12) ca = number of major vessels (0-3) colored by flourosopy

13) thal: 0 = normal; 1 = fixed defect; 2 = reversable defect

14) target --->   0 = less chance of heart attack ,  1 = more chance of heart attack

In [None]:
data.info()

* int64(13) = age , sex , cp , trestbps , chol ,fbs ,restecg , thalach , exang , slope , ca , thal , target
* float64(1) = oldpeak

<a id = '3' ><a><br>
## Univarite Variable Analysis

* Categorical Variables = sex ,cp , fbs , restecg , exang , slope , ca , thal ,target
 
* Numerical Variables = age , trestbps , chol , thalach , oldpeak

<a id = '4' ><a><br>
## Categorical Variables

In [None]:
def bar_plot(variable):
    
    # get feature
    var = data[variable]
    
    # count number of the cateegorical variable (sample)
    varValue = var.value_counts()
    
    # visualize
    plt.figure(figsize = (10,10))
    plt.bar(varValue.index,varValue)
    plt.xticks(varValue.index,varValue.index.values)
    plt.ylabel("Frequency")
    plt.title(variable)
    plt.show()
    print("{} : \n {}",variable,varValue)
    

In [None]:
categorical_variables = ["sex" ,"cp" , "fbs" , "restecg" , "exang" , "slope" , "ca" , "thal" ,"target"]
for c in categorical_variables:
    bar_plot(c)

<a id = '5' ><a><br>
## Numerical Variables

In [None]:
def plot_hist(variable):
    plt.figure(figsize = (10,10))
    plt.hist(data[variable],bins = 75,color = "green")
    plt.xlabel(variable)
    plt.ylabel("Frequency")
    plt.title("{} distribution with hist".format(variable))
    plt.show()

In [None]:
numerical_variables = ["age" , "trestbps" , "chol" , "thalach" , "oldpeak"]

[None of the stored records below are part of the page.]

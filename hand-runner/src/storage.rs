//! 棋盘布局存储
//!
//! 布局以 `<目录>/<名字>.json` 保存，便于复现同一开局。

use std::fs;
use std::path::{Path, PathBuf};

use anyhow::{Context, Result};
use rand::Rng;
use rules::{Board, Layout};

use crate::setup::random_board;

/// 布局存储管理器
pub struct BoardStore {
    dir: PathBuf,
}

impl BoardStore {
    /// 使用指定目录
    pub fn new(dir: impl Into<PathBuf>) -> Self {
        Self { dir: dir.into() }
    }

    /// 保存布局
    pub fn save_board(&self, name: &str, board: &Board) -> Result<PathBuf> {
        if !self.dir.exists() {
            fs::create_dir_all(&self.dir)
                .with_context(|| format!("无法创建布局目录: {:?}", self.dir))?;
        }

        let path = self.path_for(name);
        let json = Layout::from_board(board)
            .to_json()
            .context("序列化布局失败")?;
        fs::write(&path, json).with_context(|| format!("写入文件失败: {:?}", path))?;

        Ok(path)
    }

    /// 加载布局
    pub fn load_board(&self, name: &str) -> Result<Board> {
        let path = self.path_for(name);
        if !path.exists() {
            anyhow::bail!("布局文件不存在: {}", name);
        }

        let content =
            fs::read_to_string(&path).with_context(|| format!("读取文件失败: {:?}", path))?;
        let layout = Layout::from_json(&content).context("解析布局文件失败")?;
        layout.to_board().context("布局违反规则")
    }

    /// 加载布局，失败时生成新棋盘
    pub fn load_or_generate<R: Rng + ?Sized>(&self, name: &str, rng: &mut R) -> Result<Board> {
        match self.load_board(name) {
            Ok(board) => Ok(board),
            Err(e) => {
                tracing::warn!("无法加载布局 {}: {:#}，改用随机棋盘", name, e);
                Ok(random_board(rng)?)
            }
        }
    }

    /// 获取存储目录路径
    pub fn directory(&self) -> &Path {
        &self.dir
    }

    fn path_for(&self, name: &str) -> PathBuf {
        self.dir.join(format!("{}.json", sanitize_name(name)))
    }
}

/// 清理文件名中的特殊字符
fn sanitize_name(name: &str) -> String {
    name.chars()
        .map(|c| match c {
            '/' | '\\' | ':' | '*' | '?' | '"' | '<' | '>' | '|' => '_',
            c if c.is_control() => '_',
            c => c,
        })
        .collect::<String>()
        .trim()
        .to_string()
}
use std::path::PathBuf;

use anyhow::Result;
use clap::{Parser, ValueEnum};
use hand_ai::{AiConfig, Difficulty};
use hand_runner::{run_series, PlayerConfig, RunnerConfig};
use tracing::info;
use tracing_subscriber::{layer::SubscriberExt, util::SubscriberInitExt};

#[derive(Debug, Clone, Copy, PartialEq, Eq, ValueEnum)]
enum PlayerKind {
    Minimax,
    Random,
}

#[derive(Debug, Clone, Copy, PartialEq, Eq, ValueEnum)]
enum DifficultyArg {
    Easy,
    Medium,
    Hard,
}

impl From<DifficultyArg> for Difficulty {
    fn from(arg: DifficultyArg) -> Self {
        match arg {
            DifficultyArg::Easy => Difficulty::Easy,
            DifficultyArg::Medium => Difficulty::Medium,
            DifficultyArg::Hard => Difficulty::Hard,
        }
    }
}

/// 两个自动玩家对弈
#[derive(Debug, Parser)]
#[command(name = "hand-runner", version)]
struct Cli {
    /// JSON 配置文件
    #[arg(long)]
    config: Option<PathBuf>,

    #[arg(long, value_enum)]
    player1: Option<PlayerKind>,

    #[arg(long, value_enum)]
    player2: Option<PlayerKind>,

    /// 对局数
    #[arg(long)]
    games: Option<u32>,

    /// 从布局目录加载开局
    #[arg(long, value_name = "NAME")]
    load: Option<String>,

    /// 保存第一局开局
    #[arg(long, value_name = "NAME")]
    save: Option<String>,

    /// 搜索玩家的难度预设
    #[arg(long, value_enum)]
    difficulty: Option<DifficultyArg>,

    /// 搜索玩家的深度，覆盖难度预设
    #[arg(long, value_parser = clap::value_parser!(u8).range(1..))]
    depth: Option<u8>,

    /// 单步超时（秒）
    #[arg(long)]
    timeout_secs: Option<u64>,

    #[arg(long)]
    seed: Option<u64>,
}

impl Cli {
    /// 命令行参数覆盖配置文件
    fn apply(&self, config: &mut RunnerConfig) {
        for (slot, kind) in [self.player1, self.player2].into_iter().enumerate() {
            match kind {
                Some(PlayerKind::Minimax) => {
                    if !matches!(config.players[slot], PlayerConfig::Minimax { .. }) {
                        config.players[slot] = PlayerConfig::Minimax {
                            ai: AiConfig::default(),
                        };
                    }
                }
                Some(PlayerKind::Random) => {
                    if !matches!(config.players[slot], PlayerConfig::Random { .. }) {
                        config.players[slot] = PlayerConfig::Random { seed: None };
                    }
                }
                None => {}
            }
        }

        for player in config.players.iter_mut() {
            if let PlayerConfig::Minimax { ai } = player {
                if let Some(difficulty) = self.difficulty {
                    *ai = AiConfig::from_difficulty(difficulty.into());
                }
                if let Some(depth) = self.depth {
                    ai.max_depth = depth;
                }
            }
        }
        if let Some(games) = self.games {
            config.games = games;
        }
        if let Some(secs) = self.timeout_secs {
            config.agent_timeout_secs = secs;
        }
        if self.load.is_some() {
            config.load_board = self.load.clone();
        }
        if self.save.is_some() {
            config.save_board = self.save.clone();
        }
        if self.seed.is_some() {
            config.seed = self.seed;
        }
    }
}

#[tokio::main]
async fn main() -> Result<()> {
    // 初始化日志
    tracing_subscriber::registry()
        .with(tracing_subscriber::fmt::layer())
        .with(
            tracing_subscriber::EnvFilter::from_default_env()
                .add_directive("hand_runner=info".parse()?),
        )
        .init();

    let cli = Cli::parse();
    let mut config = match &cli.config {
        Some(path) => RunnerConfig::load(path),
        None => RunnerConfig::default(),
    };
    cli.apply(&mut config);

    info!("布局目录: {:?}", config.boards_dir);
    let tally = run_series(&config).await?;

    println!(
        "Player 1: {}  Player 2: {}  Draws: {}",
        tally.wins[0], tally.wins[1], tally.draws
    );
    Ok(())
}
//! 对局状态
//!
//! 把棋盘、双方账本和走子方组合在一起，一步走法依次完成吃牌、旗帜更新和换手。

use serde::{Deserialize, Serialize};

use crate::banner::{assign_banners, calculate_winner, GameOutcome};
use crate::board::Board;
use crate::capture::apply_move;
use crate::card::{House, Location};
use crate::error::Result;
use crate::ledger::{Ledger, Standing};
use crate::moves::MoveGenerator;
use crate::player::PlayerId;

/// 一步走法的结算结果，供展示层使用
#[derive(Debug, Clone, PartialEq, Eq, Serialize, Deserialize)]
pub struct TurnReport {
    /// 走子方
    pub player: PlayerId,
    /// 密使的目标位置
    pub destination: Location,
    /// 被吃的家族
    pub house: House,
    /// 本步吃到的牌数（含所选牌）
    pub captured: usize,
    /// 双方展示状态，按玩家下标
    pub standings: [Standing; 2],
}

/// 完整的对局状态
#[derive(Debug, Clone, PartialEq, Eq, Serialize, Deserialize)]
pub struct GameState {
    pub board: Board,
    /// 双方账本，按玩家下标
    pub ledgers: [Ledger; 2],
    /// 当前走子方
    pub current_turn: PlayerId,
    /// 已完成的走子数（不含弃权）
    pub moves_played: u32,
}

impl GameState {
    /// 从初始棋盘创建，玩家 1 先走
    pub fn new(board: Board) -> Self {
        Self {
            board,
            ledgers: [Ledger::new(), Ledger::new()],
            current_turn: PlayerId::One,
            moves_played: 0,
        }
    }

    pub fn ledger(&self, player: PlayerId) -> &Ledger {
        &self.ledgers[player.index()]
    }

    /// 当前局面的合法走法
    pub fn legal_moves(&self) -> Result<Vec<Location>> {
        MoveGenerator::legal_moves(&self.board)
    }

    pub fn is_over(&self) -> Result<bool> {
        MoveGenerator::is_game_over(&self.board)
    }

    /// 当前走子方执行一步走法：吃牌、更新旗帜、换手
    pub fn apply_move(&mut self, destination: Location) -> Result<TurnReport> {
        let player = self.current_turn;
        let before = self.ledgers[player.index()].total_cards();

        let house = apply_move(
            &mut self.board,
            destination,
            &mut self.ledgers[player.index()],
        )?;
        let captured = self.ledgers[player.index()].total_cards() - before;

        let [ledger1, ledger2] = &mut self.ledgers;
        let (standing1, standing2) = assign_banners(ledger1, ledger2, house, player);

        self.current_turn = player.opponent();
        self.moves_played += 1;

        Ok(TurnReport {
            player,
            destination,
            house,
            captured,
            standings: [standing1, standing2],
        })
    }

    /// 当前走子方弃权，棋盘不变
    pub fn pass_turn(&mut self) {
        self.current_turn = self.current_turn.opponent();
    }

    /// 按当前账本判定结果
    pub fn outcome(&self) -> GameOutcome {
        calculate_winner(&self.ledgers[0], &self.ledgers[1])
    }
}
//! 玩家标识

use std::fmt;

use serde::{Deserialize, Serialize};

/// 玩家（先手为 One）
#[derive(Debug, Clone, Copy, PartialEq, Eq, Hash, Serialize, Deserialize)]
pub enum PlayerId {
    One,
    Two,
}

impl PlayerId {
    /// 获取对手
    pub fn opponent(&self) -> PlayerId {
        match self {
            PlayerId::One => PlayerId::Two,
            PlayerId::Two => PlayerId::One,
        }
    }

    /// 账本数组下标（0 或 1）
    pub fn index(&self) -> usize {
        match self {
            PlayerId::One => 0,
            PlayerId::Two => 1,
        }
    }

    /// 对外显示的玩家编号（1 或 2）
    pub fn number(&self) -> u8 {
        self.index() as u8 + 1
    }
}

impl fmt::Display for PlayerId {
    fn fmt(&self, f: &mut fmt::Formatter<'_>) -> fmt::Result {
        write!(f, "Player {}", self.number())
    }
}
impl<'a> BoundaryDiscretizer<'a> {
    #[must_use]
    pub fn new(settings: &'a MeshSettings) -> Self {
        Self { settings }
    }

    pub fn discretize(&self, patch: &Patch) -> MeshResult<DiscretizedBoundary> {
        if !patch.loops.iter().any(BoundaryLoop::is_outer) {
            return Err(MeshError::MalformedBoundary(format!(
                "patch '{}' has no outer loop",
                patch.name
            )));
        }
        let oracle = patch.oracle.as_ref();

        let mut loop_params = Vec::with_capacity(patch.loops.len());
        let mut total = 0usize;
        for boundary in &patch.loops {
            let params = self.loop_params(oracle, boundary, total)?;
            total += params.len();
            loop_params.push(params);
        }
        let Some(bounds) = UvBounds::from_points(loop_params.iter().flatten().copied()) else {
            return Err(MeshError::MalformedBoundary(format!(
                "patch '{}' has empty loops",
                patch.name
            )));
        };

        let mut out = DiscretizedBoundary::default();
        let min_length = self.settings.merge_distance.max(Tolerance::ZERO_LENGTH.eps);
        let mut segments = Vec::with_capacity(total);

        for (index, (boundary, params)) in patch.loops.iter().zip(&loop_params).enumerate() {
            let nodes = evaluate_loop(oracle, params, bounds, &mut out)?;
            let (mut nodes, folded) = fold_short_segments(nodes, min_length);
            out.folded += folded;
            if nodes.len() < 3 {
                return Err(MeshError::MalformedBoundary(format!(
                    "loop {index} of patch '{}' collapses to {} segments",
                    patch.name,
                    nodes.len()
                )));
            }

            let area = signed_area(&nodes);
            let wants_positive = boundary.kind == LoopKind::Outer;
            if area != 0.0 && (area > 0.0) != wants_positive {
                nodes.reverse();
                out.orientation_flips += 1;
                log::debug!("patch '{}': loop {index} reversed", patch.name);
            }

            let count = nodes.len();
            segments.extend((0..count).map(|i| Segment::new(nodes[i], nodes[(i + 1) % count])));
            out.loop_sizes.push(count);
            out.node_count += count;
        }

        out.front = Front::new(segments);
        log::debug!(
            "patch '{}': {} boundary nodes in {} loops ({} folded, {} nudged)",
            patch.name,
            out.node_count,
            out.loop_sizes.len(),
            out.folded,
            out.nudged
        );
        Ok(out)
    }

    /// Split parameters of a loop, the closing point excluded.
    fn loop_params(
        &self,
        oracle: &dyn SurfaceOracle,
        boundary: &BoundaryLoop,
        already: usize,
    ) -> MeshResult<Vec<UvPoint>> {
        let subdivide = boundary.is_outer() || boundary.splittable;
        let mut params = Vec::new();
        for curve in &boundary.curves {
            if let Some(split) = curve.split() {
                check_node_budget(already + params.len() + split.len())?;
                params.extend(split[..split.len() - 1].iter().map(|&t| curve.uv_at(t)));
                continue;
            }
            for span in curve.vertices().windows(2) {
                let (a, b) = (span[0], span[1]);
                let length = oracle.arc_length(a, b);
                let count = if subdivide { self.uniform_count(length) } else { 1 };
                check_node_budget(already + params.len() + count)?;
                params.push(a);
                for k in 1..count {
                    let target = length * k as f64 / count as f64;
                    params.push(a.lerp(b, span_param_at_length(oracle, a, b, target)));
                }
            }
        }
        Ok(params)
    }

    /// `max(1, round(length / max_edge_length))`, saturated above the node
    /// budget.
    fn uniform_count(&self, length: f64) -> usize {
        let n = (length / self.settings.max_edge_length).round();
        if !n.is_finite() || n < 1.0 {
            1
        } else if n > MAX_BOUNDARY_NODES as f64 {
            MAX_BOUNDARY_NODES + 1
        } else {
            n as usize
        }
    }
}

fn check_node_budget(count: usize) -> MeshResult<()> {
    if count > MAX_BOUNDARY_NODES {
        return Err(MeshError::MalformedBoundary(format!(
            "more than {MAX_BOUNDARY_NODES} boundary nodes"
        )));
    }
    Ok(())
}

fn span_param_at_length(oracle: &dyn SurfaceOracle, a: UvPoint, b: UvPoint, target: f64) -> f64 {
    let (mut lo, mut hi) = (0.0, 1.0);
    for _ in 0..ARC_LENGTH_BISECTION_STEPS {
        let mid = 0.5 * (lo + hi);
        if oracle.arc_length(a, a.lerp(b, mid)) < target {
            lo = mid;
        } else {
            hi = mid;
        }
    }
    0.5 * (lo + hi)
}

/// Evaluates every parameter. Undefined normals are read at a parameter
/// nudged into the patch; any still missing are copied from the nearest
/// preceding node.
fn evaluate_loop(
    oracle: &dyn SurfaceOracle,
    params: &[UvPoint],
    bounds: UvBounds,
    out: &mut DiscretizedBoundary,
) -> MeshResult<Vec<Node>> {
    let mut samples = Vec::with_capacity(params.len());
    for &uv in params {
        let sample = oracle
            .evaluate(uv)
            .ok_or(MeshError::OracleEvaluationFailure { u: uv.u, v: uv.v })?;
        let mut normal = sample.normal;
        if normal.is_none() {
            let nudged = bounds.clamp_inside(uv, NORMAL_NUDGE_FRACTION);
            normal = oracle.evaluate(nudged).and_then(|s| s.normal);
            out.nudged += 1;
            out.warnings.push(format!(
                "undefined normal at ({:.6}, {:.6}), read at ({:.6}, {:.6})",
                uv.u, uv.v, nudged.u, nudged.v
            ));
        }
        samples.push((sample.position, normal, uv));
    }

    let Some(first_known) = samples.iter().position(|s| s.1.is_some()) else {
        return Err(MeshError::MalformedBoundary(
            "no surface normal defined along loop".to_string(),
        ));
    };
    let count = samples.len();
    let mut last = Vec3::ZERO;
    for k in 0..count {
        let slot = &mut samples[(first_known + k) % count].1;
        if let Some(normal) = *slot {
            last = normal;
        } else {
            *slot = Some(last);
        }
    }

    Ok(samples
        .into_iter()
        .map(|(position, normal, uv)| {
            Node::new(position, normal.unwrap_or(last)).with_uv(Some(uv))
        })
        .collect())
}

/// Drops nodes closer than `min_length` to the last kept one, seam included.
fn fold_short_segments(nodes: Vec<Node>, min_length: f64) -> (Vec<Node>, usize) {
    let mut kept: Vec<Node> = Vec::with_capacity(nodes.len());
    let mut folded = 0;
    for node in nodes {
        match kept.last() {
            Some(last) if last.distance_to(&node) < min_length => folded += 1,
            _ => kept.push(node),
        }
    }
    while kept.len() > 1 && kept[kept.len() - 1].distance_to(&kept[0]) < min_length {
        kept.pop();
        folded += 1;
    }
    (kept, folded)
}

/// Loop area about the average node normal; positive when counter-clockwise.
fn signed_area(nodes: &[Node]) -> f64 {
    let Some(normal) = nodes
        .iter()
        .fold(Vec3::ZERO, |acc, n| acc + n.normal)
        .normalized()
    else {
        return 0.0;
    };
    let origin = nodes[0].position;
    let mut sum = Vec3::ZERO;
    for i in 0..nodes.len() {
        let a = nodes[i].position - origin;
        let b = nodes[(i + 1) % nodes.len()].position - origin;
        sum = sum + a.cross(b);
    }
    0.5 * sum.dot(normal)
}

for x in numerical_variables:
    plot_hist(x)

<a id = '6' ><a><br>
## Outlier Detection

In [None]:
def detect_outliers(df,features):
    outlier_indices = []
    for c in features:
        # 1 st quartile
        Q1 = np.percentile(df[c],25)
        
        # 3 rd quartile
        Q3 = np.percentile(df[c],75)
        
        # IQR
        IQR = Q3 - Q1
        
        # Outlier step
        outlier_step = IQR * 1.5
   
        # detect outlier and their indeces
        outlier_list_col = df[(df[c] < Q1-outlier_step) | (df[c] > Q3 + outlier_step)].index
        
        # store indeces
        outlier_indices.extend(outlier_list_col)

    outlier_indices = Counter(outlier_indices)
    multiple_outliers = list(i for i, v in outlier_indices.items() if v > 2)

    return multiple_outliers

In [None]:
data.loc[detect_outliers(data,["age","trestbps","chol","thalach","oldpeak"])]

<a id = '7' ><a><br>
## Find Missing Values

In [None]:
data.columns[data.isnull().any()]

In [None]:
data.isnull().sum() # Here , how many missing values are in the dataset ?

<a id = '8' ><a><br>
# Fill Missing Values
* Dataset hasn't any missing value.

<a id = '9' ><a><br>
## X and Y Coordinates

In [None]:
data.head()

In [None]:
y = data.target.values

In [None]:
# axis = 1 , which means column
# axis = 0 , which means row
x_data = data.drop(["target"],axis = 1)

<a id = '10' ><a><br>
## Normalization Operation
* To scale from 0 to 1

In [None]:
x = (x_data - np.min(x_data))/(np.max(x_data) - np.min(x_data)).values

<a id = '11' ><a><br>
# Train - Test Split

In [None]:
from sklearn.model_selection import train_test_split
x_test,x_train,y_test,y_train = train_test_split(x,y,test_size = 0.2,random_state = 42)

<a id = '12' ><a><br>
# Logistic Regression Classfication

In [None]:
from sklearn.linear_model import LogisticRegression
lr = LogisticRegression()
lr.fit(x_train,y_train)
print("Test accuracy: {}",lr.score(x_test,y_test))

<a id = '13' ><a><br>
## K-Nearest Neighbour (KNN) Classification

In [None]:
from sklearn.neighbors import KNeighborsClassifier
knn = KNeighborsClassifier(n_neighbors=3) # n_neighbors = k value
knn.fit(x_train,y_train)
prediction = knn.predict(x_test)
print("KNN score: {}".format(knn.score(x_test,y_test)))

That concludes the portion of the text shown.